Miami police unveiled a new cop car emblazoned with the words “Black History Month” and covered in images of Africa and raised Black fists.
On Thursday, in the dawn of Black History Month and amid nationwide calls for police reform after another flashpoint of police brutality in the killing of Tyre Nichols, the Miami Police Department unveiled its latest expense: a Black History Month–inspired cop car.
The pan-African colored vehicle, adorned with images of Africa and raised Black fists, was in honor of the history and legacy of the Black police precinct—a separate station that closed in 1963—and the officers who served there, reported the Miami Herald.
Mayor Francis Suarez also used the occasion to boast a decrease in complaints made against officers in the past year.
“I’m very proud of the way our officers behave,” Suarez said, according to the Herald. “We embrace our history. We know where we came from.”
Meanwhile, Miamians are gathering on Saturday to protest the police killing of Antwon Cooper, a Black man. Officials, who have changed their story about whether Cooper was armed, shot the 34-year-old as he attempted to flee a traffic stop. Video does not indicate him carrying a weapon.

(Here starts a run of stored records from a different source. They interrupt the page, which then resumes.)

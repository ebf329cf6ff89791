//! Classification of HTTP status codes by hundred-range.

use std::fmt;
use std::ops::RangeInclusive;

/// The five-way category of an HTTP status code.
///
/// Codes outside `100..=599` (including `0`) map to [`StatusCategory::Unknown`]
/// so the category of any response is always defined.
///
/// # Examples
///
/// ```
/// use courier::StatusCategory;
///
/// assert_eq!(StatusCategory::from_code(204), StatusCategory::Success);
/// assert_eq!(StatusCategory::from_code(418), StatusCategory::ClientError);
/// assert_eq!(StatusCategory::from_code(700), StatusCategory::Unknown);
/// ```
#[derive(Debug, Clone, Copy, PartialEq, Eq, Hash)]
pub enum StatusCategory {
    /// 1xx
    Informational,
    /// 2xx
    Success,
    /// 3xx
    Redirection,
    /// 4xx
    ClientError,
    /// 5xx
    ServerError,
    /// Anything outside `100..=599`.
    Unknown,
}

impl StatusCategory {
    const RANGED: [StatusCategory; 5] = [
        StatusCategory::Informational,
        StatusCategory::Success,
        StatusCategory::Redirection,
        StatusCategory::ClientError,
        StatusCategory::ServerError,
    ];

    /// Returns the category the given status code belongs to.
    pub fn from_code(code: u16) -> Self {
        Self::RANGED
            .into_iter()
            .find(|category| category.matches(code))
            .unwrap_or(StatusCategory::Unknown)
    }

    /// Returns the inclusive code range of this category, or `None` for
    /// [`StatusCategory::Unknown`].
    pub fn range(self) -> Option<RangeInclusive<u16>> {
        match self {
            StatusCategory::Informational => Some(100..=199),
            StatusCategory::Success => Some(200..=299),
            StatusCategory::Redirection => Some(300..=399),
            StatusCategory::ClientError => Some(400..=499),
            StatusCategory::ServerError => Some(500..=599),
            StatusCategory::Unknown => None,
        }
    }

    /// Returns `true` if `code` falls inside this category's range.
    ///
    /// [`StatusCategory::Unknown`] matches every code no other category does.
    pub fn matches(self, code: u16) -> bool {
        match self.range() {
            Some(range) => range.contains(&code),
            None => !(100..=599).contains(&code),
        }
    }
}

impl fmt::Display for StatusCategory {
    fn fmt(&self, f: &mut fmt::Formatter<'_>) -> fmt::Result {
        let name = match self {
            StatusCategory::Informational => "informational",
            StatusCategory::Success => "success",
            StatusCategory::Redirection => "redirection",
            StatusCategory::ClientError => "client error",
            StatusCategory::ServerError => "server error",
            StatusCategory::Unknown => "unknown",
        };
        f.write_str(name)
    }
}

impl From<u16> for StatusCategory {
    fn from(code: u16) -> Self {
        Self::from_code(code)
    }
}

#[cfg(test)]
mod tests {
    use super::*;

    #[test]
    fn test_every_code_in_range_maps_to_its_category() {
        for code in 100..=199 {
            assert_eq!(StatusCategory::from_code(code), StatusCategory::Informational);
        }
        for code in 200..=299 {
            assert_eq!(StatusCategory::from_code(code), StatusCategory::Success);
        }
        for code in 300..=399 {
            assert_eq!(StatusCategory::from_code(code), StatusCategory::Redirection);
        }
        for code in 400..=499 {
            assert_eq!(StatusCategory::from_code(code), StatusCategory::ClientError);
        }
        for code in 500..=599 {
            assert_eq!(StatusCategory::from_code(code), StatusCategory::ServerError);
        }
    }

    #[test]
    fn test_out_of_range_codes_are_unknown() {
        for code in [0, 1, 99, 600, 799, 999, u16::MAX] {
            assert_eq!(StatusCategory::from_code(code), StatusCategory::Unknown);
        }
    }

    #[test]
    fn test_matches_is_range_containment() {
        assert!(StatusCategory::Success.matches(200));
        assert!(StatusCategory::Success.matches(299));
        assert!(!StatusCategory::Success.matches(300));
        assert!(!StatusCategory::ClientError.matches(399));
        assert!(StatusCategory::Unknown.matches(0));
        assert!(!StatusCategory::Unknown.matches(503));
    }

    #[test]
    fn test_boundaries() {
        assert_eq!(StatusCategory::from_code(99), StatusCategory::Unknown);
        assert_eq!(StatusCategory::from_code(100), StatusCategory::Informational);
        assert_eq!(StatusCategory::from_code(599), StatusCategory::ServerError);
        assert_eq!(StatusCategory::from_code(600), StatusCategory::Unknown);
    }
}
//! JSON encoding and decoding of request and response bodies.
//!
//! Thin layer over `serde_json` that owns the body rules of the pipeline:
//! blank bodies decode to nothing, `String` targets receive the raw text, and
//! everything else goes through serde.

use serde::{de::DeserializeOwned, Serialize};
use std::any::{Any, TypeId};

/// Serializes `value` to JSON text.
pub fn encode<T>(value: &T) -> Result<String, serde_json::Error>
where
    T: Serialize + ?Sized,
{
    serde_json::to_string(value)
}

/// Decodes a response body into `T`.
///
/// Returns `Ok(None)` when the body is empty or whitespace only. When `T` is
/// `String` the text is returned unchanged without being parsed.
///
/// # Examples
///
/// ```
/// use courier::codec;
///
/// let n: Option<u32> = codec::decode("42").unwrap();
/// assert_eq!(n, Some(42));
///
/// let raw: Option<String> = codec::decode("not json").unwrap();
/// assert_eq!(raw.as_deref(), Some("not json"));
///
/// let empty: Option<u32> = codec::decode("  \n").unwrap();
/// assert_eq!(empty, None);
/// ```
pub fn decode<T>(text: &str) -> Result<Option<T>, serde_json::Error>
where
    T: DeserializeOwned + 'static,
{
    if text.trim().is_empty() {
        return Ok(None);
    }

    if TypeId::of::<T>() == TypeId::of::<String>() {
        let raw: Box<dyn Any> = Box::new(text.to_owned());
        return Ok(raw.downcast::<T>().ok().map(|value| *value));
    }

    serde_json::from_str(text).map(Some)
}

/// Serde helpers for timestamps in the `yyyy-MM-dd'T'HH:mm:ss.SSS'Z'` form.
///
/// ```
/// use chrono::{DateTime, TimeZone, Utc};
/// use serde::{Deserialize, Serialize};
///
/// #[derive(Serialize, Deserialize)]
/// struct Event {
///     #[serde(with = "courier::codec::timestamp")]
///     at: DateTime<Utc>,
/// }
///
/// let event = Event { at: Utc.with_ymd_and_hms(2024, 3, 1, 12, 30, 0).unwrap() };
/// let json = serde_json::to_string(&event).unwrap();
/// assert_eq!(json, r#"{"at":"2024-03-01T12:30:00.000Z"}"#);
/// ```
pub mod timestamp {
    use chrono::{DateTime, NaiveDateTime, Utc};
    use serde::{Deserialize, Deserializer, Serializer};

    /// The `chrono` format string for timestamps on the wire.
    pub const FORMAT: &str = "%Y-%m-%dT%H:%M:%S%.3fZ";

    pub fn serialize<S>(value: &DateTime<Utc>, serializer: S) -> Result<S::Ok, S::Error>
    where
        S: Serializer,
    {
        serializer.collect_str(&value.format(FORMAT))
    }

    pub fn deserialize<'de, D>(deserializer: D) -> Result<DateTime<Utc>, D::Error>
    where
        D: Deserializer<'de>,
    {
        let text = String::deserialize(deserializer)?;
        parse(&text).map_err(serde::de::Error::custom)
    }

    pub(crate) fn parse(text: &str) -> Result<DateTime<Utc>, chrono::ParseError> {
        NaiveDateTime::parse_from_str(text, FORMAT).map(|naive| naive.and_utc())
    }

    /// Same format for `Option<DateTime<Utc>>` fields.
    pub mod option {
        use chrono::{DateTime, Utc};
        use serde::{Deserialize, Deserializer, Serializer};

        pub fn serialize<S>(value: &Option<DateTime<Utc>>, serializer: S) -> Result<S::Ok, S::Error>
        where
            S: Serializer,
        {
            match value {
                Some(value) => serializer.collect_str(&value.format(super::FORMAT)),
                None => serializer.serialize_none(),
            }
        }

        pub fn deserialize<'de, D>(deserializer: D) -> Result<Option<DateTime<Utc>>, D::Error>
        where
            D: Deserializer<'de>,
        {
            Option::<String>::deserialize(deserializer)?
                .map(|text| super::parse(&text).map_err(serde::de::Error::custom))
                .transpose()
        }
    }
}

#[cfg(test)]
mod tests {
    use super::*;
    use chrono::{DateTime, TimeZone, Utc};
    use serde::Deserialize;

    #[derive(Debug, Serialize, Deserialize, PartialEq)]
    struct User {
        id: u64,
        name: String,
    }

    #[derive(Debug, Serialize, Deserialize, PartialEq)]
    struct Audit {
        #[serde(with = "timestamp")]
        created: DateTime<Utc>,
        #[serde(with = "timestamp::option", default)]
        deleted: Option<DateTime<Utc>>,
    }

    #[test]
    fn test_decode_struct() {
        let user: Option<User> = decode(r#"{"id":1,"name":"Ann"}"#).unwrap();
        assert_eq!(
            user,
            Some(User {
                id: 1,
                name: "Ann".to_string()
            })
        );
    }

    #[test]
    fn test_encoded_value_decodes_back() {
        let user = User {
            id: 7,
            name: "Bo".to_string(),
        };
        let text = encode(&user).unwrap();
        assert_eq!(decode::<User>(&text).unwrap(), Some(user));
    }

    #[test]
    fn test_blank_body_is_not_an_error() {
        assert!(decode::<User>("").unwrap().is_none());
        assert!(decode::<User>(" \t\r\n").unwrap().is_none());
        assert!(decode::<String>("   ").unwrap().is_none());
    }

    #[test]
    fn test_string_target_skips_parsing() {
        let raw = decode::<String>("<html>oops</html>").unwrap();
        assert_eq!(raw.as_deref(), Some("<html>oops</html>"));

        // Quoted JSON strings are passed through verbatim too.
        let raw = decode::<String>(r#""quoted""#).unwrap();
        assert_eq!(raw.as_deref(), Some(r#""quoted""#));
    }

    #[test]
    fn test_malformed_json_is_an_error() {
        let err = decode::<User>("{id: 1").unwrap_err();
        assert!(err.is_syntax() || err.is_eof());

        let err = decode::<User>(r#"{"message":"not found"}"#).unwrap_err();
        assert!(err.is_data());
    }

    #[test]
    fn test_timestamp_format() {
        let created = Utc.with_ymd_and_hms(2023, 11, 5, 8, 9, 10).unwrap()
            + chrono::Duration::milliseconds(123);
        let audit = Audit {
            created,
            deleted: None,
        };

        let json = encode(&audit).unwrap();
        assert_eq!(json, r#"{"created":"2023-11-05T08:09:10.123Z","deleted":null}"#);
        assert_eq!(decode::<Audit>(&json).unwrap(), Some(audit));
    }

    #[test]
    fn test_timestamp_rejects_other_formats() {
        let result = decode::<Audit>(r#"{"created":"05/11/2023"}"#);
        assert!(result.is_err());

        let audit = decode::<Audit>(r#"{"created":"2023-11-05T08:09:10.000Z"}"#)
            .unwrap()
            .unwrap();
        assert_eq!(audit.deleted, None);
    }
}
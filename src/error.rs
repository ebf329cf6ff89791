//! Error types for request execution.
//!
//! Failures fall into three groups that callers usually want to tell apart:
//!
//! - no response reached the caller ([`Error::Timeout`], [`Error::Connection`],
//!   [`Error::Io`], [`Error::Unexpected`], [`Error::Cancelled`]),
//! - a response arrived but its body could not be decoded ([`Error::Parsing`]),
//! - the request could not be assembled in the first place
//!   ([`Error::InvalidUrl`], [`Error::ConfigurationError`],
//!   [`Error::SerializationFailed`]).
//!
//! HTTP error statuses (4xx/5xx) are not errors: they come back as a normal
//! [`Response`](crate::Response) whose category says what happened.

use std::time::Duration;

/// A boxed error from the underlying transport.
pub type BoxError = Box<dyn std::error::Error + Send + Sync>;

/// The main error type for request execution.
///
/// # Examples
///
/// ```no_run
/// use courier::{Client, Error};
///
/// # async fn example() -> Result<(), Error> {
/// let client = Client::new()?;
///
/// match client.get::<serde_json::Value>("https://api.example.com/users/1").await {
///     Ok(response) if response.is_client_error() => {
///         eprintln!("Client error {}: {}", response.status, response.raw_body);
///     }
///     Ok(response) => println!("Got {:?}", response.data),
///     Err(Error::Timeout { timeout, .. }) => eprintln!("Gave up after {:?}", timeout),
///     Err(Error::Parsing { raw_response, source, .. }) => {
///         eprintln!("Could not decode {}: {}", raw_response, source);
///     }
///     Err(e) => eprintln!("Other error: {}", e),
/// }
/// # Ok(())
/// # }
/// ```
#[derive(thiserror::Error, Debug)]
pub enum Error {
    /// The transport gave up waiting for the server.
    #[error("Request timed out after {timeout:?}")]
    Timeout {
        /// The budget that ran out: the connect timeout when the connection
        /// was never established, the effective request timeout otherwise
        timeout: Duration,
        /// The underlying transport error
        #[source]
        source: BoxError,
    },

    /// A connection could not be established (refused, DNS lookup failed, etc.).
    #[error("Connection failed: {0}")]
    Connection(#[source] BoxError),

    /// Reading or writing the request or response failed mid-flight.
    #[error("I/O error: {0}")]
    Io(#[source] BoxError),

    /// A successful response body could not be decoded into the requested type.
    ///
    /// Only raised for 2xx responses, and only when decoding was actually
    /// attempted; an empty body never produces this error. A body that fails to
    /// decode on any other status does not fail the call: the response is
    /// returned with [`Response::decode_error`](crate::Response::decode_error) set.
    #[error("Failed to deserialize response (status {status}): {source}")]
    Parsing {
        /// The HTTP status code of the response
        status: u16,
        /// The raw response body that failed to deserialize
        raw_response: String,
        /// The codec error
        #[source]
        source: serde_json::Error,
    },

    /// The caller's cancellation signal fired before the request completed.
    #[error("Request was cancelled")]
    Cancelled,

    /// The transport failed in a way that does not fit any other kind.
    #[error("Unexpected transport error: {0}")]
    Unexpected(#[source] BoxError),

    /// Failed to serialize a request body.
    #[error("Failed to serialize request: {0}")]
    SerializationFailed(#[from] serde_json::Error),

    /// The request URL could not be parsed.
    #[error("Invalid URL: {0}")]
    InvalidUrl(#[from] url::ParseError),

    /// Invalid configuration was provided, such as a malformed header.
    #[error("Configuration error: {0}")]
    ConfigurationError(String),
}

impl Error {
    /// Returns `true` for [`Error::Timeout`].
    pub fn is_timeout(&self) -> bool {
        matches!(self, Error::Timeout { .. })
    }

    /// Returns `true` for [`Error::Connection`].
    pub fn is_connection(&self) -> bool {
        matches!(self, Error::Connection(_))
    }

    /// Returns `true` for [`Error::Parsing`].
    pub fn is_parsing(&self) -> bool {
        matches!(self, Error::Parsing { .. })
    }

    /// Returns `true` for [`Error::Cancelled`].
    pub fn is_cancelled(&self) -> bool {
        matches!(self, Error::Cancelled)
    }

    /// Returns the HTTP status code if a response was received before failing.
    pub fn status(&self) -> Option<u16> {
        match self {
            Error::Parsing { status, .. } => Some(*status),
            _ => None,
        }
    }

    /// Returns the raw response body if a response was received before failing.
    pub fn raw_response(&self) -> Option<&str> {
        match self {
            Error::Parsing { raw_response, .. } => Some(raw_response),
            _ => None,
        }
    }
}

/// A specialized `Result` type for request execution.
pub type Result<T> = std::result::Result<T, Error>;
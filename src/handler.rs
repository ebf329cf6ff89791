//! Category-based dispatch over finished responses.

use crate::{Response, StatusCategory};
use std::fmt::Debug;

type Callback<'a, A> = Box<dyn FnOnce(A) + 'a>;

/// One optional callback per response category, for [`handle_response`].
///
/// `on_other` receives informational (1xx) and unknown-status responses, which
/// otherwise would have nowhere to go.
pub struct ResponseCallbacks<'a, T> {
    on_success: Option<Callback<'a, &'a T>>,
    on_client_error: Option<Callback<'a, &'a Response<T>>>,
    on_server_error: Option<Callback<'a, &'a Response<T>>>,
    on_redirection: Option<Callback<'a, &'a Response<T>>>,
    on_other: Option<Callback<'a, &'a Response<T>>>,
}

impl<'a, T> ResponseCallbacks<'a, T> {
    pub fn new() -> Self {
        Self {
            on_success: None,
            on_client_error: None,
            on_server_error: None,
            on_redirection: None,
            on_other: None,
        }
    }

    /// Called with the decoded data of a 2xx response. Not called when the body was empty.
    pub fn on_success(mut self, f: impl FnOnce(&'a T) + 'a) -> Self {
        self.on_success = Some(Box::new(f));
        self
    }

    pub fn on_client_error(mut self, f: impl FnOnce(&'a Response<T>) + 'a) -> Self {
        self.on_client_error = Some(Box::new(f));
        self
    }

    pub fn on_server_error(mut self, f: impl FnOnce(&'a Response<T>) + 'a) -> Self {
        self.on_server_error = Some(Box::new(f));
        self
    }

    pub fn on_redirection(mut self, f: impl FnOnce(&'a Response<T>) + 'a) -> Self {
        self.on_redirection = Some(Box::new(f));
        self
    }

    pub fn on_other(mut self, f: impl FnOnce(&'a Response<T>) + 'a) -> Self {
        self.on_other = Some(Box::new(f));
        self
    }
}

impl<T> Default for ResponseCallbacks<'_, T> {
    fn default() -> Self {
        Self::new()
    }
}

/// Invokes at most one callback, chosen by the response's category.
///
/// # Examples
///
/// ```
/// use courier::{handle_response, Response, ResponseCallbacks};
/// use http::HeaderMap;
/// use std::time::Duration;
///
/// let response = Response::new(404, "gone".into(), None::<u32>, None, HeaderMap::new(), Duration::ZERO);
///
/// let mut seen = None;
/// handle_response(
///     &response,
///     ResponseCallbacks::new()
///         .on_success(|n: &u32| println!("got {}", n))
///         .on_client_error(|r| seen = Some(r.status)),
/// );
/// assert_eq!(seen, Some(404));
/// ```
pub fn handle_response<'a, T>(response: &'a Response<T>, callbacks: ResponseCallbacks<'a, T>) {
    match response.category {
        StatusCategory::Success => {
            if let (Some(f), Some(data)) = (callbacks.on_success, response.data.as_ref()) {
                f(data);
            }
        }
        StatusCategory::ClientError => {
            if let Some(f) = callbacks.on_client_error {
                f(response);
            }
        }
        StatusCategory::ServerError => {
            if let Some(f) = callbacks.on_server_error {
                f(response);
            }
        }
        StatusCategory::Redirection => {
            if let Some(f) = callbacks.on_redirection {
                f(response);
            }
        }
        StatusCategory::Informational | StatusCategory::Unknown => {
            if let Some(f) = callbacks.on_other {
                f(response);
            }
        }
    }
}

/// Something that consumes finished responses.
pub trait ResponseHandler<T> {
    fn handle(&self, response: &Response<T>);
}

/// Logs each response at a level matching its category.
///
/// Success logs at `info`, client errors at `warn`, server errors at `error`
/// and everything else at `debug`.
#[derive(Debug, Clone, Copy, Default)]
pub struct LoggingHandler;

impl<T: Debug> ResponseHandler<T> for LoggingHandler {
    fn handle(&self, response: &Response<T>) {
        match response.category {
            StatusCategory::Success => {
                tracing::info!(status = response.status, data = ?response.data, "Success")
            }
            StatusCategory::ClientError => {
                tracing::warn!(status = response.status, "Client error")
            }
            StatusCategory::ServerError => {
                tracing::error!(status = response.status, "Server error")
            }
            _ => tracing::debug!(status = response.status, "Other response"),
        }
    }
}

#[cfg(test)]
mod tests {
    use super::*;
    use http::HeaderMap;
    use std::cell::RefCell;
    use std::time::Duration;

    fn response(status: u16, data: Option<u32>) -> Response<u32> {
        Response::new(status, String::new(), data, None, HeaderMap::new(), Duration::ZERO)
    }

    fn dispatch(response: &Response<u32>) -> Vec<&'static str> {
        let fired = RefCell::new(Vec::new());
        handle_response(
            response,
            ResponseCallbacks::new()
                .on_success(|_| fired.borrow_mut().push("success"))
                .on_client_error(|_| fired.borrow_mut().push("client"))
                .on_server_error(|_| fired.borrow_mut().push("server"))
                .on_redirection(|_| fired.borrow_mut().push("redirect"))
                .on_other(|_| fired.borrow_mut().push("other")),
        );
        fired.into_inner()
    }

    #[test]
    fn test_dispatches_exactly_one_callback() {
        assert_eq!(dispatch(&response(200, Some(1))), vec!["success"]);
        assert_eq!(dispatch(&response(404, None)), vec!["client"]);
        assert_eq!(dispatch(&response(502, None)), vec!["server"]);
        assert_eq!(dispatch(&response(307, None)), vec!["redirect"]);
        assert_eq!(dispatch(&response(102, None)), vec!["other"]);
        assert_eq!(dispatch(&response(0, None)), vec!["other"]);
    }

    #[test]
    fn test_success_without_data_fires_nothing() {
        assert!(dispatch(&response(204, None)).is_empty());
    }

    #[test]
    fn test_success_receives_data() {
        let response = response(200, Some(7));
        let mut got = None;
        handle_response(
            &response,
            ResponseCallbacks::new().on_success(|n| got = Some(*n)),
        );
        assert_eq!(got, Some(7));
    }

    #[test]
    fn test_missing_callback_is_a_no_op() {
        let response = response(500, None);
        handle_response(&response, ResponseCallbacks::new());
    }

    #[test]
    fn test_logging_handler_accepts_every_category() {
        for status in [100, 200, 302, 404, 500, 0] {
            LoggingHandler.handle(&response(status, Some(1)));
        }
    }
}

Miami’s police department, like every other’s, is rooted in a history not worth embracing. As Vice pointed out with a poignant example, in 1967, Miami Police Chief Walter Headley coined the phrase “When the looting starts, the shooting starts”—his standing orders to his officers should they face any “civil uprising.” Former President Donald Trump paid homage to that phrase in the aftermath of the murders of George Floyd and Breonna Taylor by the Minneapolis and Louisville police departments, respectively:
Indeed, one might hope that police departments everywhere would not “embrace” their history but rather shed themselves of it; after all, even if Suarez was referring specifically to the history of Black cops, the nation just witnessed five of them kill another.